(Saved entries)
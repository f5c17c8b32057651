//! Inbound event discrimination.
//!
//! Clients send one JSON object per message. An object carrying a `clear`
//! key (any value, `null` included) is a clear command; every other object
//! is a line record kept verbatim.

use serde_json::Value;

use crate::error::{InkcastError, Result};

/// Key whose presence marks a clear command.
pub const CLEAR_MARKER: &str = "clear";

/// A parsed client event.
#[derive(Debug, Clone, PartialEq)]
pub enum Event {
    /// Discard every accumulated line record.
    Clear,
    /// Opaque drawing payload appended to the log.
    Line(Value),
}

impl Event {
    /// Parse raw message text into an event.
    ///
    /// Fails with [`InkcastError::MalformedEvent`] when the text is not JSON
    /// or is JSON but not an object.
    pub fn parse(raw: &str) -> Result<Self> {
        let value: Value = serde_json::from_str(raw)
            .map_err(|e| InkcastError::MalformedEvent(e.to_string()))?;
        Self::from_value(value)
    }

    /// Classify an already-decoded JSON value.
    pub fn from_value(value: Value) -> Result<Self> {
        match &value {
            Value::Object(map) if map.contains_key(CLEAR_MARKER) => Ok(Event::Clear),
            Value::Object(_) => Ok(Event::Line(value)),
            other => Err(InkcastError::MalformedEvent(format!(
                "expected a JSON object, got {}",
                kind_of(other)
            ))),
        }
    }

    /// Short label used in logs and metrics.
    pub fn kind(&self) -> &'static str {
        match self {
            Event::Clear => "clear",
            Event::Line(_) => "line",
        }
    }
}

fn kind_of(value: &Value) -> &'static str {
    match value {
        Value::Null => "null",
        Value::Bool(_) => "boolean",
        Value::Number(_) => "number",
        Value::String(_) => "string",
        Value::Array(_) => "array",
        Value::Object(_) => "object",
    }
}
use thiserror::Error;

#[derive(Debug, Error)]
pub enum InkcastError {
    #[error("Config error: {0}")]
    Config(String),

    /// Inbound message is not a well-formed JSON object.
    #[error("Malformed event: {0}")]
    MalformedEvent(String),

    /// A subscriber's outbound queue is closed.
    #[error("Transport send error: {0}")]
    TransportSend(String),

    #[error("IO error: {0}")]
    Io(#[from] std::io::Error),

    #[error("JSON error: {0}")]
    Json(#[from] serde_json::Error),
}

pub type Result<T> = std::result::Result<T, InkcastError>;
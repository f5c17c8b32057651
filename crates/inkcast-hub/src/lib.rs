//! Broadcast hub and WebSocket server for Inkcast.
//!
//! The hub owns the shared event log and the set of connected subscribers.
//! Every accepted event mutates the log and rebroadcasts the whole log to
//! every subscriber, the sender included. New subscribers are replayed the
//! current log on join.

pub mod connection;
pub mod hub;
#[cfg(feature = "metrics")]
pub mod metrics;
pub mod server;

pub use hub::{subscriber_channel, Hub, SubscriberId, SubscriberRx, SubscriberTx};
pub use server::{router, serve, start_server};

## EXERCISE OBJECTIVE
An exact copy of the lines from the one containing "filename crates/inkcast-hub/src/lib.rs" through the end of the data above is the whole answer.

## RESULT OF THE EXERCISE
filename crates/inkcast-hub/src/lib.rs
//! Broadcast hub and WebSocket server for Inkcast.
//!
//! The hub owns the shared event log and the set of connected subscribers.
//! Every accepted event mutates the log and rebroadcasts the whole log to
//! every subscriber, the sender included. New subscribers are replayed the
//! current log on join.

pub mod connection;
pub mod hub;
#[cfg(feature = "metrics")]
pub mod metrics;
pub mod server;

pub use hub::{subscriber_channel, Hub, SubscriberId, SubscriberRx, SubscriberTx};
pub use server::{router, serve, start_server};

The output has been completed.